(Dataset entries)

· · ·

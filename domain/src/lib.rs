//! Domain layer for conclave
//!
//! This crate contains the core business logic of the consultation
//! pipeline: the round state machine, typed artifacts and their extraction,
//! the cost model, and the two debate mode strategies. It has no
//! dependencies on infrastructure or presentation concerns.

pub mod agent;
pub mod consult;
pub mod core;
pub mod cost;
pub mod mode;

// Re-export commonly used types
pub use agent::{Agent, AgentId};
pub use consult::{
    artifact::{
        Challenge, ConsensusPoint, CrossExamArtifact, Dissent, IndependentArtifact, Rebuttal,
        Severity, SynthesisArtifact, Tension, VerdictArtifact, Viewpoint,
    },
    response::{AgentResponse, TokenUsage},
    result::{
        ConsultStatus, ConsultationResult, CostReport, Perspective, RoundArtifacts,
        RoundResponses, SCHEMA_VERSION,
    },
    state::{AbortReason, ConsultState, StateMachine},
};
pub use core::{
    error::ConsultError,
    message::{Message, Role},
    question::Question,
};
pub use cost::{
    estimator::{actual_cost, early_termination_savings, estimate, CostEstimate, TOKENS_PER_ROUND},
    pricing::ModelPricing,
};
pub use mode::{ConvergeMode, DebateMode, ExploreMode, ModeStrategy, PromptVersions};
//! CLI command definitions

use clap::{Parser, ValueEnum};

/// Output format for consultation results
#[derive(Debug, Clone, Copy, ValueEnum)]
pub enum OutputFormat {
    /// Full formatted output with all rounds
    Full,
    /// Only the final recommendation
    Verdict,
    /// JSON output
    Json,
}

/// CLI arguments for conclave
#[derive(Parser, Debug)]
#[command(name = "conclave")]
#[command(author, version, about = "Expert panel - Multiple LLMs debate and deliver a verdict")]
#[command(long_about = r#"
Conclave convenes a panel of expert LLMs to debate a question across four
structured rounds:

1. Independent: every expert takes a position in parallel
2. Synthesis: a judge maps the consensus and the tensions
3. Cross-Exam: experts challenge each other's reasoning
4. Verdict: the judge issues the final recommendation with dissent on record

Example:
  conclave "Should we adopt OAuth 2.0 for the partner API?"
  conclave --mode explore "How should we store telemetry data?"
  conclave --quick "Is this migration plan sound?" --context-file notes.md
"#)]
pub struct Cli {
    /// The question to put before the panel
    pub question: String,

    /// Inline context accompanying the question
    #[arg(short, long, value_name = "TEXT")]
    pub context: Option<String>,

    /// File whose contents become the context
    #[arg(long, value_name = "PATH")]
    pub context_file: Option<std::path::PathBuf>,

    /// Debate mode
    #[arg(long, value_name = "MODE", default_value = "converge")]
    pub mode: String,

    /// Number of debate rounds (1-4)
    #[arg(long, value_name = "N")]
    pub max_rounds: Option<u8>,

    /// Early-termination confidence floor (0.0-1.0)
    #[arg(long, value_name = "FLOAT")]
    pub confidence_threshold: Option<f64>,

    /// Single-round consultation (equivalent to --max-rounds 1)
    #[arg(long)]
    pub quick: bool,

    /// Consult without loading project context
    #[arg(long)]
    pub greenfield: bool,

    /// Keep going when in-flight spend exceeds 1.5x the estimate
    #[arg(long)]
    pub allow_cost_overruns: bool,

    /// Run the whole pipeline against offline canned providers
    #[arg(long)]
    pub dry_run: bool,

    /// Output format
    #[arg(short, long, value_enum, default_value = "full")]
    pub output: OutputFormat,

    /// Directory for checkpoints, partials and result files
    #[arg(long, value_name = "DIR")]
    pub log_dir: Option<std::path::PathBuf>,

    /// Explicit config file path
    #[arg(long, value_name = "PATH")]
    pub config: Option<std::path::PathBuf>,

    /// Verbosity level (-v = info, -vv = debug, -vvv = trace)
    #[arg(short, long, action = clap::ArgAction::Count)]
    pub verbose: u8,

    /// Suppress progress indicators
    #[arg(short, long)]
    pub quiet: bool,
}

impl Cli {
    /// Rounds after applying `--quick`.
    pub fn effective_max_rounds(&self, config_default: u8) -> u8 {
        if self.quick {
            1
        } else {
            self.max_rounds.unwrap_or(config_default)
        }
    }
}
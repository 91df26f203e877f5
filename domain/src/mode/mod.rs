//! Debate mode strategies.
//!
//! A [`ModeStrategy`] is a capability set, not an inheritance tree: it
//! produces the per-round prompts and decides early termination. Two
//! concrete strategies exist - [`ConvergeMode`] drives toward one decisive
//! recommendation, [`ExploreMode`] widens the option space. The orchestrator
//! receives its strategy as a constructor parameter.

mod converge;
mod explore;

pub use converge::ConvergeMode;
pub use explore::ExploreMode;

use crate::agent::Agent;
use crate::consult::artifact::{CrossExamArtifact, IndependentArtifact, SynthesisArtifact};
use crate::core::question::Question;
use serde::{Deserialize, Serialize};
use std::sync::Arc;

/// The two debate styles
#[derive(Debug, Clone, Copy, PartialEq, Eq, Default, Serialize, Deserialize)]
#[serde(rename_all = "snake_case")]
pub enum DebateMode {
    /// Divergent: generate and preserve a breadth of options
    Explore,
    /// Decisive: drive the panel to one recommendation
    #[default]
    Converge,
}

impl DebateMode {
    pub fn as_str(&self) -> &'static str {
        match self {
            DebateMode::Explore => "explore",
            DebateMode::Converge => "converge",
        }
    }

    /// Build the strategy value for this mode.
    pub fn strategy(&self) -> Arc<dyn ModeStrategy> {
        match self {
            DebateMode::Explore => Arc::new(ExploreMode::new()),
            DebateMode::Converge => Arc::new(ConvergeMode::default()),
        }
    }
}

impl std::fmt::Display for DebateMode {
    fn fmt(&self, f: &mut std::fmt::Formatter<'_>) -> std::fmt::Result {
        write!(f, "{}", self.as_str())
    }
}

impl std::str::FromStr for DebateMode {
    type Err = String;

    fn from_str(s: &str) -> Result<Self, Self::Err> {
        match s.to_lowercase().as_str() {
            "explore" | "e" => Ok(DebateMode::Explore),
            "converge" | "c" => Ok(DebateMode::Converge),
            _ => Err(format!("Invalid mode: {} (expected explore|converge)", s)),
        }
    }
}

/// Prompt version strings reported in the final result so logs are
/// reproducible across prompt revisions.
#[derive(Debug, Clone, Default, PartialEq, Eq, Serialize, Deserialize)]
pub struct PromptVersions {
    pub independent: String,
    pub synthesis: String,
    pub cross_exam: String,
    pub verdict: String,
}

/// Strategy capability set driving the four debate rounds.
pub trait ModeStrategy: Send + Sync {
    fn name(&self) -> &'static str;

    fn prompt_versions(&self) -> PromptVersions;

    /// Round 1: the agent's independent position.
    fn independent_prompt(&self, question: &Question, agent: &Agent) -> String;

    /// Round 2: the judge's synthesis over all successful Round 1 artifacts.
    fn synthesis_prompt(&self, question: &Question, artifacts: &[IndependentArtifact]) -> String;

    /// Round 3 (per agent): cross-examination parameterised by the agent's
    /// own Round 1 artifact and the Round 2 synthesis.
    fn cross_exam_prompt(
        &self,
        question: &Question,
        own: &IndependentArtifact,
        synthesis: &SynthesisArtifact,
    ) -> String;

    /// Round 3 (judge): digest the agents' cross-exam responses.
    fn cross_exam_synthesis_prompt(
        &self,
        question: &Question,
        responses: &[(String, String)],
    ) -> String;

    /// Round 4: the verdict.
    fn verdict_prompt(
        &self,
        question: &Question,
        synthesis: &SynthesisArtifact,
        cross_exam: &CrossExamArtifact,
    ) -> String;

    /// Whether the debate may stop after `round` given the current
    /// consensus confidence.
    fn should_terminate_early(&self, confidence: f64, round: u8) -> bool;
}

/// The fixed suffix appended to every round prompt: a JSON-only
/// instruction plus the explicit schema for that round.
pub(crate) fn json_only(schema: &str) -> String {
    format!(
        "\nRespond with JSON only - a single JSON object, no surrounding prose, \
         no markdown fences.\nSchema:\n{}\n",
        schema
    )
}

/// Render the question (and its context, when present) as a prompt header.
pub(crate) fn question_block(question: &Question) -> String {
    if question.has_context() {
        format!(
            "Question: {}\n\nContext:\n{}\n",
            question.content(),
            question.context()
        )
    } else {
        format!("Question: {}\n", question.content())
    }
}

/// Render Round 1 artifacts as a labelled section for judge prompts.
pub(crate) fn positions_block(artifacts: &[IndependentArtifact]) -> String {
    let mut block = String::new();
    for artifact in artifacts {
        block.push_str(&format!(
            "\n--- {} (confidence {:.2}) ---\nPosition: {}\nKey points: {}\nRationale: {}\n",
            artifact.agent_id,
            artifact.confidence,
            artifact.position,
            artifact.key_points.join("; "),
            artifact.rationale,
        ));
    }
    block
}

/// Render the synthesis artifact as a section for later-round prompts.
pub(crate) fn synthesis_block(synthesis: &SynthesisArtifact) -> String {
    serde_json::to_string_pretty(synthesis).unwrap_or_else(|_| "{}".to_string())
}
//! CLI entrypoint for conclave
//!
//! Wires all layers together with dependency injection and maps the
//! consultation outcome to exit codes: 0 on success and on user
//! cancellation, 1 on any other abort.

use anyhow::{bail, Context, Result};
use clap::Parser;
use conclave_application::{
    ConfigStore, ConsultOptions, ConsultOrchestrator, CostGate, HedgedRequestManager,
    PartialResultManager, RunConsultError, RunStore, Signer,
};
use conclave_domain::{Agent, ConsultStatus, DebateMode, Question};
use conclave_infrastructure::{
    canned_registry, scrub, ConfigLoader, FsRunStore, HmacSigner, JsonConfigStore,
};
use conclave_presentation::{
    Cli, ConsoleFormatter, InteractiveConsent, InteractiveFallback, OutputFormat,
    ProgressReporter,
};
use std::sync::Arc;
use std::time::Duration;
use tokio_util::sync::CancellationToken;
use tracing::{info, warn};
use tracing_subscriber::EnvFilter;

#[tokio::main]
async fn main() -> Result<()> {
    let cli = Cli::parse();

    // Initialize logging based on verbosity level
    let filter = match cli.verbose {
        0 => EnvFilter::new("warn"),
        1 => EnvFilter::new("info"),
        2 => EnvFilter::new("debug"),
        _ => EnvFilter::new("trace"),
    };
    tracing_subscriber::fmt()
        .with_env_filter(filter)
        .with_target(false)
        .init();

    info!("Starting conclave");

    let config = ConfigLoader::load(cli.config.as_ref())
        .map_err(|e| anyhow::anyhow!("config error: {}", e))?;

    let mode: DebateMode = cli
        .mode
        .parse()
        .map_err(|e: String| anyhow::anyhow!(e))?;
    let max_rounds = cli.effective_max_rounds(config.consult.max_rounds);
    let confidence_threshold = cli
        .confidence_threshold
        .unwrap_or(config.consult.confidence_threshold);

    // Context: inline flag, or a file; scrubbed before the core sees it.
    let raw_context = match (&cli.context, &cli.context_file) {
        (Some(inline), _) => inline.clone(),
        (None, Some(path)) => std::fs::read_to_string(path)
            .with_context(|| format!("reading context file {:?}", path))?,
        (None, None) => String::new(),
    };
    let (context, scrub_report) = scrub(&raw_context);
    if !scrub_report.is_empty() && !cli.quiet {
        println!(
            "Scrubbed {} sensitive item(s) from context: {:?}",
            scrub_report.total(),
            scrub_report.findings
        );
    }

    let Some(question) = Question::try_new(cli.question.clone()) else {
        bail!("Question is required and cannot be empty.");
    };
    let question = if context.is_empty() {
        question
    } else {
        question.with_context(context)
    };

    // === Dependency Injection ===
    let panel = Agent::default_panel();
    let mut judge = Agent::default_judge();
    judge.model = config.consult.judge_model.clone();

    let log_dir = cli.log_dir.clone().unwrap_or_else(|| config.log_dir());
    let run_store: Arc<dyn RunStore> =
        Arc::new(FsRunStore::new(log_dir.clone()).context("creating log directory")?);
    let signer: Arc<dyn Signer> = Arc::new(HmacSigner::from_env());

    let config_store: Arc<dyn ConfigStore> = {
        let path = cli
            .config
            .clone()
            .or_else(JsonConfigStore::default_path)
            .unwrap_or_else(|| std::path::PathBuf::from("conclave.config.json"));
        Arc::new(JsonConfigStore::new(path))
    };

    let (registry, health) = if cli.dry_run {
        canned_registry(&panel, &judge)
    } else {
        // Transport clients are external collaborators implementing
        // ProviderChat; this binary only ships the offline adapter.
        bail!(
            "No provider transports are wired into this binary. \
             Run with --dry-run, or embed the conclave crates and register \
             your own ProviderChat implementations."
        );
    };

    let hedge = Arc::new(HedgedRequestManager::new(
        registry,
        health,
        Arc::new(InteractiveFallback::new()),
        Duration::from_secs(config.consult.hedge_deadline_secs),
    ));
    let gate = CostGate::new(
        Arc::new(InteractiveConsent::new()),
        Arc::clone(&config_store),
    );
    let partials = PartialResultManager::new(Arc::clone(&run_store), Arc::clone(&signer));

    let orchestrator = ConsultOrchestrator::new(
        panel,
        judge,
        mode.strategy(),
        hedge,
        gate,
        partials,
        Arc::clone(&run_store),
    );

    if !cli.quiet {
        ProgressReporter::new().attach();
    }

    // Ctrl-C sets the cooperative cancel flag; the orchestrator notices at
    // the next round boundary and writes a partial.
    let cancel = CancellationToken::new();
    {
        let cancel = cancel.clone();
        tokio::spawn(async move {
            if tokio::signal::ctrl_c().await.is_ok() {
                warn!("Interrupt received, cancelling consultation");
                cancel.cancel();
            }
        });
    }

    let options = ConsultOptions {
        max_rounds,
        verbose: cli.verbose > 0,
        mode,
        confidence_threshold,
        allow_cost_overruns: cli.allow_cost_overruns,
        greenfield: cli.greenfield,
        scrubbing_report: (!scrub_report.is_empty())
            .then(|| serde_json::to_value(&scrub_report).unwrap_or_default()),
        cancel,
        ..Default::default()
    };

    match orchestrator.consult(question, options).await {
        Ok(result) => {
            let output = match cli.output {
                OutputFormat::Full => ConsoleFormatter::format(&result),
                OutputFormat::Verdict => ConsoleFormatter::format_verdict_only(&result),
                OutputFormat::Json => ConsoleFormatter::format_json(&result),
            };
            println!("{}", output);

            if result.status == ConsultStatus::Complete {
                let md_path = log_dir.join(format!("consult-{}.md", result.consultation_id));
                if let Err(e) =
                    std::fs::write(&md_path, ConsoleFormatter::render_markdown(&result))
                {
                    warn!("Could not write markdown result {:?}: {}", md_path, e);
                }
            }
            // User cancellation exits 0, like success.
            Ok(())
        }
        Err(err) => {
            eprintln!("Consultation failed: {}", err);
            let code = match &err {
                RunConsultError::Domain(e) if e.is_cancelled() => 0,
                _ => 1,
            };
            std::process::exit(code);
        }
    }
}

· · ·

_REQUIRED WORK_.
Transcribe verbatim. Cover the lines from the first line of the entries above to the line containing "strategies. It has no", inclusive.

_EXERCISE RESPONSE_.
filename domain/src/lib.rs
//! Domain layer for conclave
//!
//! This crate contains the core business logic of the consultation
//! pipeline: the round state machine, typed artifacts and their extraction,
//! the cost model, and the two debate mode strategies. It has no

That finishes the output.